El Fondo Monetario Internacional (FMI) ha solicitado al gobierno de Javier Milei que establezca un marco regulatorio para que las fintech, como Mercado Pago de Marcos Galperin, compitan en igualdad de condiciones con los bancos.
En su último staff report, el organismo internacional indicó que el Gobierno planea modificar las regulaciones para garantizar un campo de juego nivelado entre las empresas fintech y las instituciones bancarias tradicionales.
Este reclamo se ha venido manifestando desde hace tiempo por parte de los bancos argentinos, que han señalado las ventajas regulatorias de las que disfruta Mercado Pago. Estas ventajas han sido un factor clave en el crecimiento sostenido de la empresa de Galperin.

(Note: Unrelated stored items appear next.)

//! Comparison operators
//!
//! Implements: eq, ne, lt, le, gt, ge
//!
//! Comparisons are existential over sequences: `(eq tags 'red')` holds when
//! any value of `tags` equals `'red'`. A nil side makes every comparison
//! false. Integers and floats compare numerically; ordering values of
//! unrelated kinds is a type error.

use super::assert_args;
use crate::context::Scope;
use crate::engine::Engine;
use crate::error::{EvalError, EvalResult, Expected};
use factq_term::{Scalar, Term, Value};
use std::cmp::Ordering;

/// The comparison a term asks for
#[derive(Debug, Clone, Copy, PartialEq, Eq)]
pub enum ComparisonOp {
    Eq,
    Ne,
    Lt,
    Le,
    Gt,
    Ge,
}

impl ComparisonOp {
    fn accepts(self, order: Ordering) -> bool {
        match self {
            Self::Eq => order.is_eq(),
            Self::Ne => order.is_ne(),
            Self::Lt => order.is_lt(),
            Self::Le => order.is_le(),
            Self::Gt => order.is_gt(),
            Self::Ge => order.is_ge(),
        }
    }
}

/// Whether `op` holds between two scalars
pub fn compare_scalars(op: ComparisonOp, left: &Scalar, right: &Scalar) -> EvalResult<bool> {
    match op {
        ComparisonOp::Eq => Ok(left.loosely_equals(right)),
        ComparisonOp::Ne => Ok(!left.loosely_equals(right)),
        _ => left
            .compare(right)
            .map(|order| op.accepts(order))
            .ok_or_else(|| EvalError::type_mismatch(left.type_name(), right.type_name())),
    }
}

impl Engine {
    pub(crate) fn eval_comparison(&self, op: ComparisonOp, term: &mut Term, cx: &mut Scope<'_>) -> EvalResult<Value> {
        assert_args(term, Expected::Exactly(2))?;
        let left = self.resolve(term, 0, cx)?;
        let right = self.resolve(term, 1, cx)?;
        if left.is_nil() || right.is_nil() {
            return Ok(Value::boolean(false));
        }

        // `ne` is the negation of `eq`, not "some pair differs"
        if op == ComparisonOp::Ne {
            let equal = any_pair(&left, &right, ComparisonOp::Eq)?;
            return Ok(Value::boolean(!equal));
        }
        Ok(Value::boolean(any_pair(&left, &right, op)?))
    }
}

fn any_pair(left: &Value, right: &Value, op: ComparisonOp) -> EvalResult<bool> {
    for l in left.iter() {
        for r in right.iter() {
            if compare_scalars(op, l, r)? {
                return Ok(true);
            }
        }
    }
    Ok(false)
}
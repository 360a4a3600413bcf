//! Engine configuration

use serde::{Deserialize, Serialize};

/// Default maximum nesting depth of evaluation
pub const DEFAULT_MAX_DEPTH: usize = 256;

/// Log level used by the `traced` operator
#[derive(Debug, Clone, Copy, PartialEq, Eq, Default, Serialize, Deserialize)]
#[serde(rename_all = "lowercase")]
pub enum TraceLevel {
    Error,
    Warn,
    #[default]
    Info,
    Debug,
    Trace,
}

impl From<TraceLevel> for log::Level {
    fn from(level: TraceLevel) -> Self {
        match level {
            TraceLevel::Error => log::Level::Error,
            TraceLevel::Warn => log::Level::Warn,
            TraceLevel::Info => log::Level::Info,
            TraceLevel::Debug => log::Level::Debug,
            TraceLevel::Trace => log::Level::Trace,
        }
    }
}

/// Engine settings.
///
/// Deserializes from a partial document; missing keys take their defaults:
///
/// ```
/// use factq_eval::{EngineConfig, TraceLevel};
///
/// let config: EngineConfig = serde_json::from_str(r#"{"trace_level": "debug"}"#).unwrap();
/// assert_eq!(config.max_depth, 256);
/// assert_eq!(config.trace_level, TraceLevel::Debug);
/// ```
#[derive(Debug, Clone, PartialEq, Eq, Serialize, Deserialize)]
#[serde(default)]
pub struct EngineConfig {
    /// Deepest nesting of term evaluation before `RecursionLimit`
    pub max_depth: usize,
    /// Level `traced` logs at
    pub trace_level: TraceLevel,
}

impl Default for EngineConfig {
    fn default() -> Self {
        Self {
            max_depth: DEFAULT_MAX_DEPTH,
            trace_level: TraceLevel::default(),
        }
    }
}

impl EngineConfig {
    pub fn builder() -> EngineConfigBuilder {
        EngineConfigBuilder::new()
    }
}

/// Builder for [`EngineConfig`]
#[derive(Debug, Clone, Default)]
pub struct EngineConfigBuilder {
    config: EngineConfig,
}

impl EngineConfigBuilder {
    pub fn new() -> Self {
        Self::default()
    }

    /// Set the maximum nesting depth
    pub fn max_depth(&mut self, max_depth: usize) -> &mut Self {
        self.config.max_depth = max_depth;
        self
    }

    /// Set the level `traced` logs at
    pub fn trace_level(&mut self, level: TraceLevel) -> &mut Self {
        self.config.trace_level = level;
        self
    }

    pub fn build(&self) -> EngineConfig {
        self.config.clone()
    }
}

#[cfg(test)]
mod tests {
    use super::*;

    #[test]
    fn test_builder_overrides_defaults() {
        let config = EngineConfig::builder()
            .max_depth(8)
            .trace_level(TraceLevel::Warn)
            .build();
        assert_eq!(config.max_depth, 8);
        assert_eq!(config.trace_level, TraceLevel::Warn);
        assert_eq!(EngineConfig::default().max_depth, DEFAULT_MAX_DEPTH);
    }

    #[test]
    fn test_trace_level_maps_to_log_level() {
        assert_eq!(log::Level::from(TraceLevel::Debug), log::Level::Debug);
    }
}
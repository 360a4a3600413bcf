//! Terms and operands

use crate::{Builtin, Operator, Scalar, TermState};
use smallvec::SmallVec;
use std::fmt;
use std::hash::{Hash, Hasher};

/// Inline storage for operand lists; most operators take one or two.
pub type Operands = SmallVec<[Operand; 2]>;

/// An operand of a term
#[derive(Debug, Clone, PartialEq, Eq, Hash)]
pub enum Operand {
    /// A literal scalar
    Literal(Scalar),
    /// A reference to a fact field by name
    Field(String),
    /// A nested term
    Term(Box<Term>),
    /// Placeholder for the invoking term's operand at this position.
    /// Only meaningful inside a registered operator body.
    Arg(usize),
}

impl Operand {
    pub fn literal(value: impl Into<Scalar>) -> Self {
        Self::Literal(value.into())
    }

    pub fn field(name: impl Into<String>) -> Self {
        Self::Field(name.into())
    }

    pub fn arg(index: usize) -> Self {
        Self::Arg(index)
    }

    /// Short description of the operand kind, used in diagnostics
    pub fn kind(&self) -> &'static str {
        match self {
            Self::Literal(_) => "literal",
            Self::Field(_) => "field reference",
            Self::Term(_) => "term",
            Self::Arg(_) => "argument placeholder",
        }
    }

    pub fn as_field(&self) -> Option<&str> {
        match self {
            Self::Field(name) => Some(name),
            _ => None,
        }
    }

    pub fn as_term(&self) -> Option<&Term> {
        match self {
            Self::Term(t) => Some(t.as_ref()),
            _ => None,
        }
    }

    /// The scalar this operand stands for without any fact: a literal, or a
    /// `(const x)` term left behind by simplification.
    pub fn constant(&self) -> Option<&Scalar> {
        match self {
            Self::Literal(s) => Some(s),
            Self::Term(t) => t.constant(),
            _ => None,
        }
    }
}

impl From<Term> for Operand {
    fn from(term: Term) -> Self {
        Self::Term(Box::new(term))
    }
}

impl From<Scalar> for Operand {
    fn from(value: Scalar) -> Self {
        Self::Literal(value)
    }
}

impl fmt::Display for Operand {
    fn fmt(&self, f: &mut fmt::Formatter<'_>) -> fmt::Result {
        match self {
            Self::Literal(s) => write!(f, "{}", s),
            Self::Field(name) => f.write_str(name),
            Self::Term(t) => write!(f, "{}", t),
            Self::Arg(i) => write!(f, "${}", i),
        }
    }
}

/// A term: an operator applied to ordered operands.
///
/// The operator and operands are fixed at construction. Arity is checked when
/// the term is evaluated, not here. The term also owns the private state of
/// stateful operators, so reuse the same instance across a scan.
#[derive(Debug, Clone)]
pub struct Term {
    operator: Operator,
    operands: Operands,
    state: TermState,
}

impl Term {
    /// Create a term from an operator name
    pub fn new(name: &str, operands: impl IntoIterator<Item = Operand>) -> Self {
        Self::with_operator(Operator::from_name(name), operands)
    }

    /// Create a term for a built-in operator
    pub fn builtin(builtin: Builtin, operands: impl IntoIterator<Item = Operand>) -> Self {
        Self::with_operator(Operator::Builtin(builtin), operands)
    }

    pub fn with_operator(operator: Operator, operands: impl IntoIterator<Item = Operand>) -> Self {
        Self {
            operator,
            operands: operands.into_iter().collect(),
            state: TermState::new(),
        }
    }

    /// `(const value)`
    pub fn constant_of(value: impl Into<Scalar>) -> Self {
        Self::builtin(Builtin::Const, [Operand::literal(value)])
    }

    pub fn operator(&self) -> &Operator {
        &self.operator
    }

    pub fn name(&self) -> &str {
        self.operator.name()
    }

    pub fn operands(&self) -> &[Operand] {
        &self.operands
    }

    pub fn operand(&self, position: usize) -> Option<&Operand> {
        self.operands.get(position)
    }

    pub fn arity(&self) -> usize {
        self.operands.len()
    }

    pub fn state(&self) -> &TermState {
        &self.state
    }

    pub fn state_mut(&mut self) -> &mut TermState {
        &mut self.state
    }

    /// Split into mutable operands and state, for operator bodies that
    /// evaluate sub-terms and record state in the same call
    pub fn parts_mut(&mut self) -> (&mut [Operand], &mut TermState) {
        (&mut self.operands, &mut self.state)
    }

    /// Mutable access to a nested term operand
    pub fn subterm_mut(&mut self, position: usize) -> Option<&mut Term> {
        match self.operands.get_mut(position) {
            Some(Operand::Term(t)) => Some(t.as_mut()),
            _ => None,
        }
    }

    /// The literal of a `(const x)` term
    pub fn constant(&self) -> Option<&Scalar> {
        match (&self.operator, self.operands.as_slice()) {
            (Operator::Builtin(Builtin::Const), [Operand::Literal(s)]) => Some(s),
            _ => None,
        }
    }

    /// Copy of this term with no recorded state, recursively
    pub fn fresh(&self) -> Self {
        Self::with_operator(
            self.operator.clone(),
            self.operands.iter().map(|op| match op {
                Operand::Term(t) => Operand::Term(Box::new(t.fresh())),
                other => other.clone(),
            }),
        )
    }

    /// Highest `$n` placeholder index used anywhere in this term
    pub fn max_arg(&self) -> Option<usize> {
        self.operands
            .iter()
            .filter_map(|op| match op {
                Operand::Arg(i) => Some(*i),
                Operand::Term(t) => t.max_arg(),
                _ => None,
            })
            .max()
    }

    /// Replace `$n` placeholders with `args[n]`, producing a stateless copy.
    /// Placeholders beyond `args` are left in place.
    pub fn instantiate(&self, args: &[Operand]) -> Self {
        Self::with_operator(
            self.operator.clone(),
            self.operands.iter().map(|op| match op {
                Operand::Arg(i) => match args.get(*i) {
                    Some(Operand::Term(t)) => Operand::Term(Box::new(t.fresh())),
                    Some(arg) => arg.clone(),
                    None => Operand::Arg(*i),
                },
                Operand::Term(t) => Operand::Term(Box::new(t.instantiate(args))),
                other => other.clone(),
            }),
        )
    }

    /// Visit this term and every nested term, depth first
    pub fn walk<'a>(&'a self, visit: &mut impl FnMut(&'a Term)) {
        visit(self);
        for op in &self.operands {
            if let Operand::Term(t) = op {
                t.walk(visit);
            }
        }
    }
}

/// Terms compare by shape; recorded state is ignored.
impl PartialEq for Term {
    fn eq(&self, other: &Self) -> bool {
        self.operator == other.operator && self.operands == other.operands
    }
}

impl Eq for Term {}

impl Hash for Term {
    fn hash<H: Hasher>(&self, state: &mut H) {
        self.operator.hash(state);
        self.operands.as_slice().hash(state);
    }
}

impl fmt::Display for Term {
    fn fmt(&self, f: &mut fmt::Formatter<'_>) -> fmt::Result {
        write!(f, "({}", self.operator)?;
        for op in &self.operands {
            write!(f, " {}", op)?;
        }
        f.write_str(")")
    }
}
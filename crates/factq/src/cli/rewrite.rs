//! Simplify and fmt commands

use super::read_term;
use anyhow::Result;
use factq_eval::{Engine, EngineConfig};

/// The simplified canonical form of a term
pub fn simplify(source: &str, config: &EngineConfig) -> Result<String> {
    let term = read_term(source)?;
    let engine = Engine::new().with_config(config.clone());
    Ok(engine.simplify(&term).to_string())
}

/// The canonical form of a term
pub fn fmt(source: &str) -> Result<String> {
    Ok(read_term(source)?.to_string())
}
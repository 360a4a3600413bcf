//! Diagnostic tests
//!
//! Error messages name the failing term in canonical form, and failures
//! inside operands carry the enclosing terms.

use super::eval;
use factq_eval::{CallContext, EvalError, MemoryFact};
use insta::assert_snapshot;

fn tagged() -> MemoryFact {
    MemoryFact::new().with("tags", "red").with("tags", "blue")
}

#[test]
fn test_operand_type_message() {
    let error = eval("(exists 42)", &mut MemoryFact::new()).unwrap_err();
    assert_snapshot!(error, @"Operand 0 of (exists 42) must be a field reference, found literal");
}

#[test]
fn test_unknown_operator_message() {
    let error = eval("(frobnicate x)", &mut MemoryFact::new()).unwrap_err();
    assert_snapshot!(error, @"Unknown operator 'frobnicate' in (frobnicate x)");
}

#[test]
fn test_arity_message() {
    let error = eval("(exists a b)", &mut MemoryFact::new()).unwrap_err();
    assert_snapshot!(error, @"Operator exists expects exactly 1 operands, found 2 in (exists a b)");
}

#[test]
fn test_nested_failure_message() {
    let error = eval("(not (at 5 tags))", &mut tagged()).unwrap_err();
    assert_snapshot!(
        error,
        @"Error evaluating (not (at 5 tags)): Error evaluating (at 5 tags): Index 5 out of bounds for length 2"
    );
}

#[test]
fn test_breadcrumb_runs_outermost_first() {
    let error = eval("(and (exists tags) (not (at 5 tags)))", &mut tagged()).unwrap_err();
    assert_eq!(
        error.breadcrumb(),
        vec![
            "(and (exists tags) (not (at 5 tags)))",
            "(not (at 5 tags))",
            "(at 5 tags)",
        ]
    );
    assert!(matches!(
        error.root_cause(),
        EvalError::IndexOutOfBounds { index: 5, length: 2 }
    ));
}

#[test]
fn test_operand_errors_are_wrapped_by_the_parent() {
    let error = eval("(not (exists 42))", &mut MemoryFact::new()).unwrap_err();
    match &error {
        EvalError::Evaluation { term, context, source } => {
            assert_eq!(term, "(not (exists 42))");
            assert_eq!(
                context,
                &CallContext {
                    depth: 0,
                    operator: "not".to_string(),
                    rows: 0,
                }
            );
            assert!(matches!(**source, EvalError::OperandType { position: 0, .. }));
        }
        other => panic!("expected a wrapped error, got {:?}", other),
    }
}

#[test]
fn test_field_where_term_expected() {
    let error = eval("(agg k (count))", &mut MemoryFact::new()).unwrap_err();
    assert!(matches!(
        error,
        EvalError::OperandType { expected: "term", .. }
    ));
}
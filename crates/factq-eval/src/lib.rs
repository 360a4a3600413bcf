//! factq Evaluation Engine
//!
//! Evaluates [`Term`]s against an in-memory fact and a working set of rows
//! (`maps`). Operators fall into these groups:
//!
//! - **Existence**: exists, absent, nil, either
//! - **Selection and cardinality**: at, many, one, size, type, const
//! - **Stateful**: prev, unique (state lives on the term instance)
//! - **Mutation**: as (appends to the fact)
//! - **Pattern matching**: matches
//! - **Registration**: defn, undef
//! - **Aggregation**: min, max, count, nth, first, sum, agg
//! - **Comparison and arithmetic**: eq, ne, lt, le, gt, ge, add, sub, mul, div
//! - **Logical**: and, or, not
//! - **Diagnostics**: traced
//!
//! # Example
//!
//! ```
//! use factq_eval::{Engine, MemoryFact};
//! use factq_term::{Operand, Term, Value};
//!
//! let engine = Engine::isolated();
//! let mut fact = MemoryFact::new().with("nickname", "ann");
//! let mut term = Term::new(
//!     "either",
//!     [Operand::field("nickname"), Operand::literal("anonymous")],
//! );
//! let value = engine.evaluate(&mut term, &mut fact, &[]).unwrap();
//! assert_eq!(value, Value::from(factq_term::Scalar::from("ann")));
//! ```
//!
//! # Architecture
//!
//! - [`Engine`]: dispatches built-ins and invokes custom operators
//! - [`OperatorRegistry`]: hosted operator families and custom definitions,
//!   shared process-wide unless an engine is built over its own
//! - [`Fact`]: the read/append contract of a fact record
//! - `simplify`: static rewriting that never looks at a fact
//!
//! # Scans
//!
//! `prev` and `unique` remember what they saw on the term instance that was
//! evaluated. Evaluating one instance against a series of facts is a scan;
//! [`Term::fresh`] starts a new one.

pub mod config;
pub mod context;
pub mod engine;
pub mod error;
pub mod fact;
pub mod json;
pub mod operators;
pub mod registry;
pub mod simplify;
pub mod view;

// Re-export main types
pub use config::{EngineConfig, EngineConfigBuilder, TraceLevel, DEFAULT_MAX_DEPTH};
pub use context::Scope;
pub use engine::{Engine, TermExt};
pub use error::{CallContext, EvalError, EvalResult, Expected};
pub use fact::{EmptyFact, Fact, MemoryFact, Row, SharedFact};
pub use registry::{
    global_registry, register_operator, unregister_operator, ComparisonOperators, CoreOperators,
    LogicalOperators, NativeOpFn, OperatorBody, OperatorDef, OperatorFamily, OperatorRegistry,
    SharedRegistry, SimplifyFn,
};
pub use view::CompositeView;

pub use factq_term::{Builtin, Family, Operand, Operator, Pattern, Scalar, Term, Value};
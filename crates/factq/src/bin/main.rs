//! factq command-line interface

use anyhow::Result;
use clap::{Parser, Subcommand};
use factq::cli::{eval, load_config, output, parse_trace_level, rewrite};
use factq_eval::TraceLevel;
use std::path::PathBuf;
use tracing_subscriber::EnvFilter;

/// factq command-line tool
#[derive(Parser)]
#[command(name = "factq")]
#[command(author, version, about = "Evaluate predicate terms over facts", long_about = None)]
struct Cli {
    /// Log registry changes and every dispatched term
    #[arg(short, long, global = true)]
    verbose: bool,

    /// Print results as JSON
    #[arg(long, global = true)]
    json: bool,

    /// Engine configuration file (JSON)
    #[arg(short, long, global = true)]
    config: Option<PathBuf>,

    /// Maximum evaluation depth
    #[arg(long, global = true)]
    max_depth: Option<usize>,

    /// Level `traced` logs at (error, warn, info, debug, trace)
    #[arg(long, global = true, value_parser = parse_trace_level)]
    trace_level: Option<TraceLevel>,

    /// Color output (auto, always, never)
    #[arg(long, default_value = "auto", global = true)]
    color: String,

    #[command(subcommand)]
    command: Commands,
}

#[derive(Subcommand)]
enum Commands {
    /// Evaluate a term
    Eval {
        /// Term in canonical form, e.g. "(ge age 18)"
        term: String,

        /// Fact to evaluate against (JSON object)
        #[arg(short, long, conflicts_with = "repeat_over")]
        fact: Option<PathBuf>,

        /// Rows for aggregate operators (JSON array of objects)
        #[arg(short, long)]
        maps: Option<PathBuf>,

        /// Evaluate one term instance against each fact of a JSON array
        #[arg(short, long)]
        repeat_over: Option<PathBuf>,
    },

    /// Print the simplified form of a term
    Simplify {
        /// Term in canonical form
        term: String,
    },

    /// Print the canonical form of a term
    Fmt {
        /// Term in any spacing
        term: String,
    },
}

fn init_logging(verbose: bool) {
    let default = if verbose {
        "debug"
    } else {
        "warn,factq::trace=trace"
    };
    let filter = EnvFilter::try_from_default_env().unwrap_or_else(|_| EnvFilter::new(default));
    tracing_subscriber::fmt()
        .with_env_filter(filter)
        .with_writer(std::io::stderr)
        .init();
}

fn run(cli: Cli) -> Result<()> {
    let config = load_config(cli.config.as_deref(), cli.max_depth, cli.trace_level)?;
    let format = if cli.json {
        output::OutputFormat::Json
    } else {
        output::OutputFormat::Text
    };

    match cli.command {
        Commands::Eval {
            term,
            fact,
            maps,
            repeat_over,
        } => eval::eval(eval::EvalConfig {
            term,
            fact,
            maps,
            repeat_over,
            engine: config,
            verbose: cli.verbose,
            format,
        }),
        Commands::Simplify { term } => {
            println!("{}", rewrite::simplify(&term, &config)?);
            Ok(())
        }
        Commands::Fmt { term } => {
            println!("{}", rewrite::fmt(&term)?);
            Ok(())
        }
    }
}

fn main() {
    human_panic::setup_panic!();

    let cli = Cli::parse();
    output::setup_colors(&cli.color);
    init_logging(cli.verbose);

    if let Err(e) = run(cli) {
        eprintln!("{}", output::format_error(&e));
        std::process::exit(1);
    }
}
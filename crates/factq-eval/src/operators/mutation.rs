//! Field assignment
//!
//! Implements: as

use super::{assert_args, field_name};
use crate::context::Scope;
use crate::engine::Engine;
use crate::error::{EvalResult, Expected};
use factq_term::{Term, Value};

impl Engine {
    /// `(as field x)`: append every value of `x` to `field`, one at a time.
    /// Always true; nil writes nothing.
    pub(crate) fn eval_as(&self, term: &mut Term, cx: &mut Scope<'_>) -> EvalResult<Value> {
        assert_args(term, Expected::Exactly(2))?;
        let field = field_name(term, 0)?.to_string();
        let value = self.resolve(term, 1, cx)?;
        for scalar in value.into_items() {
            cx.fact.append(&field, scalar)?;
        }
        Ok(Value::boolean(true))
    }
}
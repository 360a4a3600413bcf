//! Conversion between JSON documents and facts, rows and values
//!
//! A JSON object becomes a fact or row. An array under a key is read as that
//! field's history; `null` leaves the field out. Nested objects are not
//! scalars and are rejected.

use crate::error::{EvalError, EvalResult};
use crate::fact::{Fact, MemoryFact, Row};
use chrono::SecondsFormat;
use factq_term::{Scalar, Value};
use serde_json::{Map, Number, Value as Json};

fn json_kind(json: &Json) -> &'static str {
    match json {
        Json::Null => "null",
        Json::Bool(_) => "boolean",
        Json::Number(_) => "number",
        Json::String(_) => "string",
        Json::Array(_) => "array",
        Json::Object(_) => "object",
    }
}

/// A JSON scalar; `None` for `null`
pub fn scalar_from_json(json: &Json) -> EvalResult<Option<Scalar>> {
    let scalar = match json {
        Json::Null => return Ok(None),
        Json::Bool(b) => Scalar::Boolean(*b),
        Json::Number(n) => match n.as_i64() {
            Some(i) => Scalar::Integer(i),
            None => Scalar::Float(n.as_f64().unwrap_or(f64::NAN)),
        },
        Json::String(s) => Scalar::String(s.clone()),
        other => return Err(EvalError::type_mismatch("scalar", json_kind(other))),
    };
    Ok(Some(scalar))
}

/// The scalars under one key: an array's elements, or the single value
fn history_from_json(json: &Json) -> EvalResult<Vec<Scalar>> {
    match json {
        Json::Array(items) => items
            .iter()
            .filter_map(|item| scalar_from_json(item).transpose())
            .collect(),
        other => Ok(scalar_from_json(other)?.into_iter().collect()),
    }
}

fn object(json: &Json) -> EvalResult<&Map<String, Json>> {
    json.as_object()
        .ok_or_else(|| EvalError::type_mismatch("object", json_kind(json)))
}

/// Build a fact from a JSON object
pub fn fact_from_json(json: &Json) -> EvalResult<MemoryFact> {
    let mut fact = MemoryFact::new();
    for (field, value) in object(json)? {
        for scalar in history_from_json(value)? {
            fact.append(field, scalar)?;
        }
    }
    Ok(fact)
}

/// Build a row from a JSON object
pub fn row_from_json(json: &Json) -> EvalResult<Row> {
    object(json)?
        .iter()
        .map(|(field, value)| Ok((field.clone(), Value::from_history(history_from_json(value)?))))
        .collect()
}

/// Build the `maps` rows from a JSON array of objects
pub fn rows_from_json(json: &Json) -> EvalResult<Vec<Row>> {
    match json {
        Json::Array(items) => items.iter().map(row_from_json).collect(),
        other => Err(EvalError::type_mismatch("array", json_kind(other))),
    }
}

/// Render a scalar as JSON. Timestamps become RFC 3339 strings and
/// regexes and terms their canonical text.
pub fn scalar_to_json(scalar: &Scalar) -> Json {
    match scalar {
        Scalar::Integer(i) => Json::from(*i),
        Scalar::Float(f) => Number::from_f64(*f).map_or(Json::Null, Json::Number),
        Scalar::String(s) => Json::String(s.clone()),
        Scalar::Boolean(b) => Json::Bool(*b),
        Scalar::Timestamp(t) => Json::String(t.to_rfc3339_opts(SecondsFormat::AutoSi, true)),
        Scalar::Regex(p) => Json::String(p.to_string()),
        Scalar::Term(t) => Json::String(t.to_string()),
    }
}

/// Render a value as JSON: `null`, a scalar or an array
pub fn value_to_json(value: &Value) -> Json {
    match value {
        Value::Nil => Json::Null,
        Value::Scalar(s) => scalar_to_json(s),
        Value::Sequence(items) => Json::Array(items.iter().map(scalar_to_json).collect()),
    }
}
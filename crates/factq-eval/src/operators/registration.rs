//! Runtime operator registration
//!
//! Implements: defn, undef
//!
//! A definition is data: a term whose `$n` placeholders stand for the
//! operands of the invoking term. It is registered in the engine's registry,
//! which is process-wide unless the engine is isolated.

use super::{assert_args, operand_type, symbol};
use crate::engine::Engine;
use crate::error::{EvalResult, Expected};
use crate::registry::OperatorDef;
use factq_term::{Operand, Scalar, Term, Value};

impl Engine {
    /// `(defn name (body ...))`
    pub(crate) fn eval_defn(&self, term: &Term) -> EvalResult<Value> {
        assert_args(term, Expected::Exactly(2))?;
        let name = symbol(term, 0)?;
        let body = match term.operand(1) {
            Some(Operand::Term(body) | Operand::Literal(Scalar::Term(body))) => body.fresh(),
            _ => return Err(operand_type(term, 1, "term")),
        };
        self.register(OperatorDef::expression(name, body))?;
        Ok(Value::boolean(true))
    }

    /// `(undef name)`: true whether or not `name` was defined
    pub(crate) fn eval_undef(&self, term: &Term) -> EvalResult<Value> {
        assert_args(term, Expected::Exactly(1))?;
        let name = symbol(term, 0)?;
        self.unregister(&name)?;
        Ok(Value::boolean(true))
    }
}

Un ejemplo reciente de estas ventajas es la decisión del Banco Central de permitir a Mercado Pago captar depósitos del público, invertirlos en la entidad financiera que ofrezca el mejor rendimiento y quedarse con las ganancias, todo sin cumplir con las estrictas normativas aplicables a los bancos.
El Banco Central ha permitido a Mercado Pago especular con el dinero de los usuarios sin someterse a los mismos controles que los bancos tradicionales. La advertencia del FMI sobre la necesidad de una regulación equitativa ha sido vista por los bancos como un reconocimiento a sus quejas sobre las asimetrías regulatorias y fiscales con las fintech, especialmente con la empresa de Galperin, que también se beneficia de la ley del conocimiento.
Fuentes del sector bancario sostienen que la única manera genuina de nivelar la cancha es que Mercado Pago adquiera una licencia bancaria, como ocurre en México. Sin embargo, persisten sospechas en los bancos de que el compromiso del Gobierno con el FMI podría resultar en una regulación “a medida de Galperin”. Según estas fuentes, las exigencias serían meramente “cosméticas”, permitiendo a Mercado Pago seguir captando fondos del público y ofreciendo servicios bancarios sin tener que obtener una licencia bancaria.
La implementación de un marco regulatorio justo y equitativo será crucial para asegurar una competencia leal entre las fintech y los bancos tradicionales. La comunidad financiera está atenta a los próximos pasos del Gobierno en respuesta a las demandas del FMI y las expectativas del sector bancario.